Не знаю, как вам, а мне лично совершенно все равно, сколько разных зубных паст или дезодорантов мне предложат на выбор в магазине; мне в то же время предлагают фальшивый выбор между двумя политиками явно одной масти. Мне нет дела до того, могу ли я заказать в «Coffee Life» вычурный- большой-белый-мокко-двойной-эспрессо-обезжиренный-с-молочной-пенкой-взбитый- несладкий-без-кофеина -латте с двойными взбитыми сливками.
2. Лучшая форма общественного контроля — это та, в которой присутствует иллюзия выбора, а покорившая мир одержимость бессмысленным потреблением ныне представляет собой новую форму демократии.
3. Забудьте об олигархической плутократии, которая правит миром и разрушает его.
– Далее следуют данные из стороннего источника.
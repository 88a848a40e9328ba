use crate::{
    Result,
    constants::{DEFAULT_DISTANCE_THRESHOLD_CM, REASON_EMERGENCY},
    error::Error,
};
use chrono::{DateTime, Utc};
use serde::{Deserialize, Serialize};
use std::fmt;

/// Wall-clock instant, serialized as an RFC 3339 UTC string.
pub type Timestamp = DateTime<Utc>;

/// Identifier read from a proximity card.
#[derive(Debug, Clone, Copy, PartialEq, Eq, Hash, Serialize, Deserialize)]
#[serde(transparent)]
pub struct TagId(u64);

impl TagId {
    pub const fn new(id: u64) -> Self {
        TagId(id)
    }

    #[must_use]
    pub fn as_u64(&self) -> u64 {
        self.0
    }
}

impl fmt::Display for TagId {
    fn fmt(&self, f: &mut fmt::Formatter) -> fmt::Result {
        write!(f, "{}", self.0)
    }
}

impl std::str::FromStr for TagId {
    type Err = Error;

    fn from_str(s: &str) -> Result<Self> {
        s.trim()
            .parse::<u64>()
            .map(TagId)
            .map_err(|_| Error::InvalidTagId(s.to_string()))
    }
}

impl From<u64> for TagId {
    fn from(id: u64) -> Self {
        TagId(id)
    }
}

/// Result of asking the state to open an alarm episode.
#[derive(Debug, Clone, Copy, PartialEq, Eq)]
pub enum TriggerOutcome {
    /// A new episode was opened.
    Raised,
    /// The system is disarmed; nothing changed.
    Disarmed,
    /// An episode is already open; nothing changed.
    AlreadyActive,
}

impl TriggerOutcome {
    pub fn is_raised(&self) -> bool {
        matches!(self, Self::Raised)
    }
}

/// The single shared record of the appliance.
///
/// All mutation goes through the methods below so that the alarm fields
/// (`alarm_active`, `alarm_reason`, `alarm_since`) always move together.
/// Locking is the caller's concern; this type is plain data.
///
/// # Examples
///
/// ```
/// use homeguard_core::{SystemState, TriggerOutcome};
/// use chrono::Utc;
///
/// let mut state = SystemState::default();
/// assert!(state.armed);
///
/// assert_eq!(state.open_alarm("motion", Utc::now()), TriggerOutcome::Raised);
/// assert_eq!(state.open_alarm("emergency", Utc::now()), TriggerOutcome::AlreadyActive);
/// assert_eq!(state.alarm_reason.as_deref(), Some("motion"));
///
/// state.set_mode(false);
/// assert!(!state.alarm_active);
/// ```
#[derive(Debug, Clone, PartialEq, Serialize, Deserialize)]
pub struct SystemState {
    pub armed: bool,

    pub motion_detected: bool,
    pub motion_last: Option<Timestamp>,

    pub distance_cm: Option<f64>,
    pub distance_last: Option<Timestamp>,

    pub last_tag: Option<TagId>,
    pub rfid_last: Option<Timestamp>,

    pub alarm_active: bool,
    pub alarm_reason: Option<String>,
    pub alarm_since: Option<Timestamp>,

    pub distance_threshold_cm: f64,
}

impl Default for SystemState {
    fn default() -> Self {
        Self::new(DEFAULT_DISTANCE_THRESHOLD_CM)
    }
}

impl SystemState {
    /// Fresh state: armed, no readings, no alarm.
    pub fn new(distance_threshold_cm: f64) -> Self {
        Self {
            armed: true,
            motion_detected: false,
            motion_last: None,
            distance_cm: None,
            distance_last: None,
            last_tag: None,
            rfid_last: None,
            alarm_active: false,
            alarm_reason: None,
            alarm_since: None,
            distance_threshold_cm,
        }
    }

    /// Open an alarm episode unless disarmed or one is already open.
    ///
    /// The first reason of an episode is kept; later triggers never overwrite it.
    pub fn open_alarm(&mut self, reason: &str, at: Timestamp) -> TriggerOutcome {
        if !self.armed {
            return TriggerOutcome::Disarmed;
        }
        if self.alarm_active {
            return TriggerOutcome::AlreadyActive;
        }

        self.alarm_active = true;
        self.alarm_reason = Some(reason.to_string());
        self.alarm_since = Some(at);
        TriggerOutcome::Raised
    }

    /// Close the current episode, if any. Returns whether one was open.
    pub fn clear_alarm(&mut self) -> bool {
        let was_active = self.alarm_active;
        self.alarm_active = false;
        self.alarm_reason = None;
        self.alarm_since = None;
        was_active
    }

    /// Switch armed mode. Any open episode is closed either way.
    pub fn set_mode(&mut self, armed: bool) {
        self.armed = armed;
        self.clear_alarm();
    }

    pub fn record_motion(&mut self, present: bool, at: Timestamp) {
        self.motion_detected = present;
        if present {
            self.motion_last = Some(at);
        }
    }

    pub fn record_distance(&mut self, distance_cm: f64, at: Timestamp) {
        self.distance_cm = Some(distance_cm);
        self.distance_last = Some(at);
    }

    pub fn record_tag(&mut self, tag: TagId, at: Timestamp) {
        self.last_tag = Some(tag);
        self.rfid_last = Some(at);
    }

    /// Whether a reading of `distance_cm` should raise the alarm right now.
    pub fn distance_triggers(&self, distance_cm: f64) -> bool {
        self.armed && distance_cm <= self.distance_threshold_cm
    }

    /// Reason string used for distance alarms, e.g. `distance<30cm`.
    pub fn distance_reason(&self) -> String {
        format!("distance<{}cm", self.distance_threshold_cm)
    }

    /// Verify the alarm fields are consistent with each other.
    ///
    /// # Errors
    /// Returns `Error::InvariantViolation` describing the first broken rule.
    pub fn check_invariants(&self) -> Result<()> {
        let reason = self.alarm_reason.is_some();
        let since = self.alarm_since.is_some();

        if self.alarm_active && !(reason && since) {
            return Err(Error::InvariantViolation(
                "active alarm without reason or start time".to_string(),
            ));
        }
        if !self.alarm_active && (reason || since) {
            return Err(Error::InvariantViolation(
                "inactive alarm with leftover reason or start time".to_string(),
            ));
        }
        if self.alarm_active && !self.armed {
            return Err(Error::InvariantViolation(
                "alarm active while disarmed".to_string(),
            ));
        }
        Ok(())
    }
}

/// Operator commands accepted by the control surface.
#[derive(Debug, Clone, Copy, PartialEq, Eq, Hash, Serialize, Deserialize)]
#[serde(rename_all = "snake_case")]
pub enum Command {
    Arm,
    Disarm,
    Reset,
    Emergency,
}

impl Command {
    pub const ALL: [Command; 4] = [
        Command::Arm,
        Command::Disarm,
        Command::Reset,
        Command::Emergency,
    ];

    pub fn as_str(&self) -> &'static str {
        match self {
            Command::Arm => "arm",
            Command::Disarm => "disarm",
            Command::Reset => "reset",
            Command::Emergency => REASON_EMERGENCY,
        }
    }
}

impl fmt::Display for Command {
    fn fmt(&self, f: &mut fmt::Formatter) -> fmt::Result {
        f.write_str(self.as_str())
    }
}

impl std::str::FromStr for Command {
    type Err = Error;

    fn from_str(s: &str) -> Result<Self> {
        let normalized = s.trim().to_ascii_lowercase();
        Command::ALL
            .into_iter()
            .find(|c| c.as_str() == normalized)
            .ok_or_else(|| Error::UnknownCommand(s.to_string()))
    }
}

#[cfg(test)]
mod tests {
    use super::*;
    use rstest::rstest;

    fn now() -> Timestamp {
        Utc::now()
    }

    #[test]
    fn test_new_state_is_armed_and_quiet() {
        let state = SystemState::new(30.0);
        assert!(state.armed);
        assert!(!state.alarm_active);
        assert!(state.alarm_reason.is_none());
        assert!(state.alarm_since.is_none());
        assert!(state.distance_cm.is_none());
        assert!(state.check_invariants().is_ok());
    }

    #[test]
    fn test_open_alarm_when_disarmed_changes_nothing() {
        let mut state = SystemState::default();
        state.set_mode(false);
        let before = state.clone();

        assert_eq!(state.open_alarm("motion", now()), TriggerOutcome::Disarmed);
        assert_eq!(state, before);
    }

    #[test]
    fn test_open_alarm_keeps_first_reason() {
        let mut state = SystemState::default();
        let first = now();
        assert!(state.open_alarm("motion", first).is_raised());

        let outcome = state.open_alarm("distance<30cm", now());
        assert_eq!(outcome, TriggerOutcome::AlreadyActive);
        assert_eq!(state.alarm_reason.as_deref(), Some("motion"));
        assert_eq!(state.alarm_since, Some(first));
    }

    #[test]
    fn test_clear_alarm_reports_previous_state() {
        let mut state = SystemState::default();
        assert!(!state.clear_alarm());

        state.open_alarm("motion", now());
        assert!(state.clear_alarm());
        assert!(state.check_invariants().is_ok());
    }

    #[rstest]
    #[case(true)]
    #[case(false)]
    fn test_set_mode_always_clears_alarm(#[case] armed: bool) {
        let mut state = SystemState::default();
        state.open_alarm("emergency", now());

        state.set_mode(armed);
        assert_eq!(state.armed, armed);
        assert!(!state.alarm_active);
        assert!(state.check_invariants().is_ok());
    }

    #[test]
    fn test_record_motion_stamps_only_presence() {
        let mut state = SystemState::default();
        let t = now();
        state.record_motion(true, t);
        assert!(state.motion_detected);
        assert_eq!(state.motion_last, Some(t));

        state.record_motion(false, now());
        assert!(!state.motion_detected);
        assert_eq!(state.motion_last, Some(t));
    }

    #[rstest]
    #[case(30.0, true)]
    #[case(30.1, false)]
    #[case(10.0, true)]
    #[case(0.0, true)]
    #[case(250.0, false)]
    fn test_distance_threshold_boundary(#[case] reading: f64, #[case] triggers: bool) {
        let state = SystemState::new(30.0);
        assert_eq!(state.distance_triggers(reading), triggers);
    }

    #[test]
    fn test_distance_never_triggers_when_disarmed() {
        let mut state = SystemState::new(30.0);
        state.set_mode(false);
        assert!(!state.distance_triggers(10.0));
    }

    #[test]
    fn test_distance_reason_format() {
        assert_eq!(SystemState::new(30.0).distance_reason(), "distance<30cm");
        assert_eq!(SystemState::new(12.5).distance_reason(), "distance<12.5cm");
    }

    #[test]
    fn test_invariant_violation_detected() {
        let mut state = SystemState::default();
        state.alarm_active = true;
        assert!(matches!(
            state.check_invariants(),
            Err(Error::InvariantViolation(_))
        ));
    }

    #[test]
    fn test_state_serializes_iso_timestamps() {
        let mut state = SystemState::default();
        state.open_alarm("motion", now());
        state.record_tag(TagId::new(584190412), now());

        let json = serde_json::to_value(&state).unwrap();
        assert_eq!(json["alarm_reason"], "motion");
        assert_eq!(json["last_tag"], 584190412u64);
        let since = json["alarm_since"].as_str().unwrap();
        assert!(since.parse::<Timestamp>().is_ok());
        assert!(json["distance_cm"].is_null());
    }

    #[rstest]
    #[case("arm", Command::Arm)]
    #[case("DISARM", Command::Disarm)]
    #[case(" reset ", Command::Reset)]
    #[case("emergency", Command::Emergency)]
    fn test_command_from_str(#[case] input: &str, #[case] expected: Command) {
        assert_eq!(input.parse::<Command>().unwrap(), expected);
    }

    #[test]
    fn test_command_unknown() {
        assert_eq!(
            "panic".parse::<Command>(),
            Err(Error::UnknownCommand("panic".to_string()))
        );
    }

    #[test]
    fn test_tag_id_parse_and_display() {
        let tag: TagId = "1234567890".parse().unwrap();
        assert_eq!(tag.as_u64(), 1234567890);
        assert_eq!(tag.to_string(), "1234567890");
        assert!("not-a-tag".parse::<TagId>().is_err());
    }
}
Подумайте лучше о богатых звёздах на обложке каталога товаров, который маскируется под литературный журнал.
4. Забудьте о том, что денежный доход и материальный достаток — мерила успеха и какое это глубокое заблуждение, ведь психологический феномен относительной утраты продемонстрировал, что окружение себя роскошью зачастую не приводит к счастью, а лишь усугубляет неврозы, беспокойство и затворничество.
5. Сегодня походы по магазинам стали своеобразной народной психотерапией,— искусственным средством повышения самооценки.
6. Величайший обман нынешней политической системы состоит в том, что одновременно могут существовать политическое равенство и бесконечное экономическое неравенство.
7. Опасная среда, которой мы себя окружили, эта новая материалистическая свобода, виновата в чудовищной растрате не только земных ресурсов, но и человеческого потенциала и человеческого достоинства.
8. Чем большим ты владеешь, тем больше владеют тобой.